::: Input material :::

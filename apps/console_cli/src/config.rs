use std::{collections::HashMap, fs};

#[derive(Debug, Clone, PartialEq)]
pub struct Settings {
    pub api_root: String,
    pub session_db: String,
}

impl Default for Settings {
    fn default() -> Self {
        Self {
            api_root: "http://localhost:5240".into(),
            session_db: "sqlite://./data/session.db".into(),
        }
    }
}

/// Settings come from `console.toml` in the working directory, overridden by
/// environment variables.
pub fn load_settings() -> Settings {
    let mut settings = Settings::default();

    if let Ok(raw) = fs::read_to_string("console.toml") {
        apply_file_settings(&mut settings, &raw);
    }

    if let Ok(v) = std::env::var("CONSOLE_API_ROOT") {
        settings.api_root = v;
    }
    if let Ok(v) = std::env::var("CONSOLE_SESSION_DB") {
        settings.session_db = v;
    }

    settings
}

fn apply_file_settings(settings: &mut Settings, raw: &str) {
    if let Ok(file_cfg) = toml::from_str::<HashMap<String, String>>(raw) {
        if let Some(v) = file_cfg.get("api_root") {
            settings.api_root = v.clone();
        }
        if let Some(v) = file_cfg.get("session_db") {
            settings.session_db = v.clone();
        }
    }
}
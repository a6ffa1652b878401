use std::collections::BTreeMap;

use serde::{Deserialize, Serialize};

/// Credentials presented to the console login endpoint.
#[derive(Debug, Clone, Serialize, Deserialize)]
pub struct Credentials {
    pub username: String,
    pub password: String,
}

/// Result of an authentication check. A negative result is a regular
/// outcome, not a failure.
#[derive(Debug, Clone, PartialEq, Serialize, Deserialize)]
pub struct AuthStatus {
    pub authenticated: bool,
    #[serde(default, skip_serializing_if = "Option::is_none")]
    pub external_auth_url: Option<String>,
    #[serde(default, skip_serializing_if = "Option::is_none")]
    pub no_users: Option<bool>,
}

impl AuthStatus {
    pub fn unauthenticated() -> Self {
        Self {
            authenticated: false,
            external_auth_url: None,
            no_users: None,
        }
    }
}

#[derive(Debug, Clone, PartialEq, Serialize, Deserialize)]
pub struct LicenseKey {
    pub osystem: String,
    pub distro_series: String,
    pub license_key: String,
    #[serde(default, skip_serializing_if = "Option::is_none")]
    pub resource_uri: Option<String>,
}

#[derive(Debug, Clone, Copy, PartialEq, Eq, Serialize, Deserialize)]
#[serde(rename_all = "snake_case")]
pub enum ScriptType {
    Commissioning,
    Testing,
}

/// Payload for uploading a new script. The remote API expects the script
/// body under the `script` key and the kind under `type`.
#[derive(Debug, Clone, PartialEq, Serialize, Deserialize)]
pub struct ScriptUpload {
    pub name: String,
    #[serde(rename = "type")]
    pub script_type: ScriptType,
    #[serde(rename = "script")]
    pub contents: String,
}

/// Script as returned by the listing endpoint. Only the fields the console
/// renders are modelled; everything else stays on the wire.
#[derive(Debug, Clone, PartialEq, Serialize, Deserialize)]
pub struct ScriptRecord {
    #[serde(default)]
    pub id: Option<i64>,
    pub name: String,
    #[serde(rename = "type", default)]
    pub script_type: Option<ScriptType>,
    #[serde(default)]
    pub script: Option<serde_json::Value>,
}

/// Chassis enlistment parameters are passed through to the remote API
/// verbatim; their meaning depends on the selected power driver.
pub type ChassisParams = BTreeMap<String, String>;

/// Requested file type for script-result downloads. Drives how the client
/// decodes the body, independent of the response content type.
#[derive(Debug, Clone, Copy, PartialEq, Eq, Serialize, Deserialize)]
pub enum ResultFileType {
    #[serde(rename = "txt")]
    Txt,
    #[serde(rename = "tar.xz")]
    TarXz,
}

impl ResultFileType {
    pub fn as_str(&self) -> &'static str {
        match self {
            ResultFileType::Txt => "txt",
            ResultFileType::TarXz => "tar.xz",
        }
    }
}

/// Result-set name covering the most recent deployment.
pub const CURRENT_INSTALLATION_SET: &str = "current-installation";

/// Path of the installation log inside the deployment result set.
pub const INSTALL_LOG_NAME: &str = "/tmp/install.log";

:::
::: Input material :::

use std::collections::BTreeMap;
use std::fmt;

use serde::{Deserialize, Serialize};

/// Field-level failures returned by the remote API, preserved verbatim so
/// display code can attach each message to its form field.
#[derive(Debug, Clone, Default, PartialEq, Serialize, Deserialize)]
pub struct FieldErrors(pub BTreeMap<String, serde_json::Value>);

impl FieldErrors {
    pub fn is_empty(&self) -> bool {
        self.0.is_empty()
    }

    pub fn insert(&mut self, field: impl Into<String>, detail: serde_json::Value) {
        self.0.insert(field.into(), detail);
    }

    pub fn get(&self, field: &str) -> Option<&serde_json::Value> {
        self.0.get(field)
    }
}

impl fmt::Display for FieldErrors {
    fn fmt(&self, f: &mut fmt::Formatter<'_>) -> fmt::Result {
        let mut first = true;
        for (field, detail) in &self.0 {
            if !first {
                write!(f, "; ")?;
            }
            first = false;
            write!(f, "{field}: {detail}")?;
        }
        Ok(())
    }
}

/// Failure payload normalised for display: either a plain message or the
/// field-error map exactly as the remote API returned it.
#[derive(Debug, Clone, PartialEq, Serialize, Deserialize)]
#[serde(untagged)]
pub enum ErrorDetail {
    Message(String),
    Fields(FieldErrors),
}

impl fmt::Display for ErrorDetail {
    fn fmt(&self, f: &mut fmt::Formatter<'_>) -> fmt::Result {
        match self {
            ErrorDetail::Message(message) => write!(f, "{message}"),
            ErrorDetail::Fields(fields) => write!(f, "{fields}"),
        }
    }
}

:::

#### [Exercise]
There is a run of lines above from the one with "most recent deployment." to the one with "pub const INSTALL_LOG_NAME: &str"; print exactly that run, both ends included, and nothing else.

#### [Exercise answer]
/// Result-set name covering the most recent deployment.
pub const CURRENT_INSTALLATION_SET: &str = "current-installation";

/// Path of the installation log inside the deployment result set.
pub const INSTALL_LOG_NAME: &str = "/tmp/install.log";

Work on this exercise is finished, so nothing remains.